In the ten years since Field Day first pitched up in East London the festival has gone from strength to strength, growing in size and status, but never failing to live up to its reputation for fantastic line-ups.
It’s a humid start to Saturday, but an afternoon downpour brings festival-goers running for cover in the Shacklewell Arms tent where Meilyr Jones is thrashing about in time with his baroque-pop stompers.
When the rain clears it’s a slippery walk over to Skepta on the main stage, and judging by the state of a few of mucky bottoms the mud has already claimed its first victims.
Aside from some initial technical issues, Skepta plays a blinder. From opener ‘Konnichiwa’, the mosh pit is heaving, singing every word in perfect synchronicity, and ‘Shutdown’ threatens crowd collapse.
Main stage follow-ups Deerhunter seem in high spirits as they crack on with a varied setlist from records old and new, including ‘Dream Captain’ and ‘Snakeskin’.

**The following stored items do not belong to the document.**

//! Shape transformations for volumetric imaging data.
//!
//! Both operations come in two entry points: a strict one whose rank is
//! enforced by the type system, and a `_dyn` one that accepts a
//! dynamic-rank view and validates the rank at runtime.

use crate::error::{Error, Result};
use log::{debug, info};
use ndarray::{Array2, Array3, ArrayView3, ArrayView4, ArrayViewD, Ix3, Ix4};

/// Rescales the positive intensities of a 3-D volume into [0, 1].
///
/// Voxels with non-positive intensity are treated as background and pinned
/// to exactly 0 in the output. The remaining voxels are shifted by the
/// minimum and scaled by the span of the positive intensity range, so the
/// output spans [0, 1]. The input is never mutated.
///
/// # Errors
///
/// - [`Error::EmptyIntensityRange`] if no voxel is positive.
/// - [`Error::ConstantIntensity`] if every positive voxel has the same
///   value, leaving nothing to scale by.
pub fn normalize_3d_volume(volume: ArrayView3<'_, f64>) -> Result<Array3<f64>> {
    let mut min = f64::INFINITY;
    let mut max = f64::NEG_INFINITY;
    for &v in volume.iter() {
        if v > 0.0 {
            min = min.min(v);
            max = max.max(v);
        }
    }
    if !min.is_finite() {
        return Err(Error::EmptyIntensityRange);
    }
    if min == max {
        return Err(Error::ConstantIntensity(max));
    }
    info!("minimum: {min}");
    info!("maximum: {max}");

    let span = max - min;
    let mut data = volume.to_owned();
    data.mapv_inplace(|v| if v > 0.0 { (v - min) / span } else { 0.0 });
    Ok(data)
}

/// Rank-checked variant of [`normalize_3d_volume`].
///
/// # Errors
///
/// [`Error::InvalidShape`] if the view is not 3-dimensional, otherwise as
/// [`normalize_3d_volume`].
pub fn normalize_3d_volume_dyn(volume: ArrayViewD<'_, f64>) -> Result<Array3<f64>> {
    let actual = volume.ndim();
    let view = volume
        .into_dimensionality::<Ix3>()
        .map_err(|_| Error::InvalidShape { expected: 3, actual })?;
    normalize_3d_volume(view)
}

/// Flattens a 4-D (X, Y, Z, T) time series into a (X·Y·Z, T) matrix.
///
/// Row `x·Y·Z + y·Z + z` holds the time course of voxel `(x, y, z)`;
/// columns keep the original time index. The flatten is lossless:
/// reshaping the matrix back to (X, Y, Z, T) reproduces the volume.
pub fn volume4d_to_matrix(volume: ArrayView4<'_, f64>) -> Array2<f64> {
    let (x, y, z, t) = volume.dim();
    let rows = x * y * z;
    debug!("flattening ({x}, {y}, {z}, {t}) volume into ({rows}, {t}) matrix");

    // An owned copy is in standard layout, so the row-major reshape is a
    // dimension change only and cannot fail.
    volume
        .to_owned()
        .into_shape_with_order((rows, t))
        .expect("standard-layout volume reshapes to (voxels, timepoints)")
}

/// Rank-checked variant of [`volume4d_to_matrix`].
///
/// # Errors
///
/// [`Error::InvalidShape`] if the view is not 4-dimensional.
pub fn volume4d_to_matrix_dyn(volume: ArrayViewD<'_, f64>) -> Result<Array2<f64>> {
    let actual = volume.ndim();
    let view = volume
        .into_dimensionality::<Ix4>()
        .map_err(|_| Error::InvalidShape { expected: 4, actual })?;
    Ok(volume4d_to_matrix(view))
}

#[cfg(test)]
mod tests {
    use super::*;
    use approx::assert_abs_diff_eq;
    use ndarray::{Array2, Array3, Array4};

    #[test]
    fn test_normalize_spans_unit_interval() {
        let volume = Array3::from_shape_fn((3, 3, 3), |(i, j, k)| (i + j + k) as f64 + 1.0);

        let out = normalize_3d_volume(volume.view()).unwrap();

        let min = out.iter().copied().fold(f64::INFINITY, f64::min);
        let max = out.iter().copied().fold(f64::NEG_INFINITY, f64::max);
        assert_abs_diff_eq!(min, 0.0);
        assert_abs_diff_eq!(max, 1.0);
    }

    #[test]
    fn test_normalize_pins_background_to_zero() {
        let mut volume = Array3::from_elem((2, 2, 2), 5.0);
        volume[[0, 0, 0]] = -1000.0;
        volume[[0, 0, 1]] = 0.0;
        volume[[1, 1, 1]] = 10.0;

        let out = normalize_3d_volume(volume.view()).unwrap();

        assert_eq!(out[[0, 0, 0]], 0.0);
        assert_eq!(out[[0, 0, 1]], 0.0);
        assert_abs_diff_eq!(out[[1, 1, 1]], 1.0);
        assert_abs_diff_eq!(out[[1, 0, 0]], 0.0);
    }

    #[test]
    fn test_normalize_rejects_constant_intensities() {
        let volume = Array3::from_elem((2, 2, 2), 7.5);

        let err = normalize_3d_volume(volume.view()).unwrap_err();
        assert!(matches!(err, Error::ConstantIntensity(v) if v == 7.5));
    }

    #[test]
    fn test_normalize_rejects_all_background() {
        let volume = Array3::from_elem((2, 2, 2), -1.0);

        let err = normalize_3d_volume(volume.view()).unwrap_err();
        assert!(matches!(err, Error::EmptyIntensityRange));
    }

    #[test]
    fn test_normalize_dyn_rejects_wrong_rank() {
        let matrix = Array2::<f64>::zeros((4, 4));
        let err = normalize_3d_volume_dyn(matrix.view().into_dyn()).unwrap_err();
        assert!(matches!(
            err,
            Error::InvalidShape {
                expected: 3,
                actual: 2
            }
        ));

        let series = Array4::<f64>::zeros((2, 2, 2, 2));
        let err = normalize_3d_volume_dyn(series.view().into_dyn()).unwrap_err();
        assert!(matches!(
            err,
            Error::InvalidShape {
                expected: 3,
                actual: 4
            }
        ));
    }

    #[test]
    fn test_flatten_dyn_rejects_wrong_rank() {
        let volume = Array3::<f64>::zeros((2, 2, 2));
        let err = volume4d_to_matrix_dyn(volume.view().into_dyn()).unwrap_err();
        assert!(matches!(
            err,
            Error::InvalidShape {
                expected: 4,
                actual: 3
            }
        ));
    }

    #[test]
    fn test_flatten_dyn_accepts_rank_4() {
        let series = Array4::<f64>::zeros((2, 3, 4, 5));
        let matrix = volume4d_to_matrix_dyn(series.view().into_dyn()).unwrap();
        assert_eq!(matrix.dim(), (24, 5));
    }
}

By tea time the Moth Club tent is bursting with bodies getting their early-evening boogie on to Ata Kak, and as twilight settles over Resident Advisor, Holly Herndon’s set is in full flow.
With a moving dedication to Chelsea Manning, it’s a compulsive, moreish performance from Herndon, full of bass and hungering voices.
James Blake’s headline slot manages to maintain the songwriter’s trademark intimacy – no mean feat given the size of the crowd that has gathered to watch him.
It’s a quiet start with ‘Limit To Your Love’ and ‘Retrograde’ both making early appearances, but the tranquillity is soon overhauled by the arrival of Trim for an intense performance of ‘Confidence Boost’, before the set winds down into a rapturous ‘The Wilhelm Scream’.
By Sunday afternoon, the park has been transformed into a mire. Where yesterday trainers and plimsolls were de rigeur, there’s been a clear shift into the Wellington boot camp.
There’s much squelching afoot at a frenetic Parquet Courts show on the main stage where Andrew Savage’s staccato bark manages to shake some life into the rain-fuddled field, and over at the Shacklewell Arms, Cass McCombs’ stylistic shapeshifting manages to draw out some lunchtime sunshine.
Fat White Family achieve an incendiary blowout, cleaving their way through ‘Whitest Boy On The Beach’ ‘Is It Raining In Your Mouth’ and ‘Touch The Leather’ like a pneumatic drill through concrete.
A bellowing Lias Saoudi plays master of ceremonies over a flurry of dancing, shrieking and ripped t-shirts, in nothing but a pair of navy y-fronts.
Brian Jonestown Massacre’s set turns similarly surreal when Newcombe’s desire to hear the crowd shout “Pigfucker” in unison brings out a rainbow across the stage.
The Avalanches was a rather disappointing affair. What was billed as a show turns out to be a DJ set during which more than a few confused audience members can be heard asking when The Avalanches are supposed to be on. Air on the other hand are sublime.
Godin and Dunckel are on fine form, playing an intoxicating mix of their essential tracks, with ‘Playground Love’ and an elaborate ‘La Femme D’Argent’ inciting a head-spinning euphoria that could turn bones to butter.
Sunday night headliner PJ Harvey is every bit the spectacle, bedecked in black feathers and backed by a nine-man band.
Harvey plays some truly transcendent renderings of ‘Down By The Water’ and ‘River Anacostia’ before bringing the weekend to a thundering close with a glorious encore of ‘A Perfect Day Elise’.
It’s a fitting end to a triumphant decade for Field Day, and a great foot upon which to start the next ten years.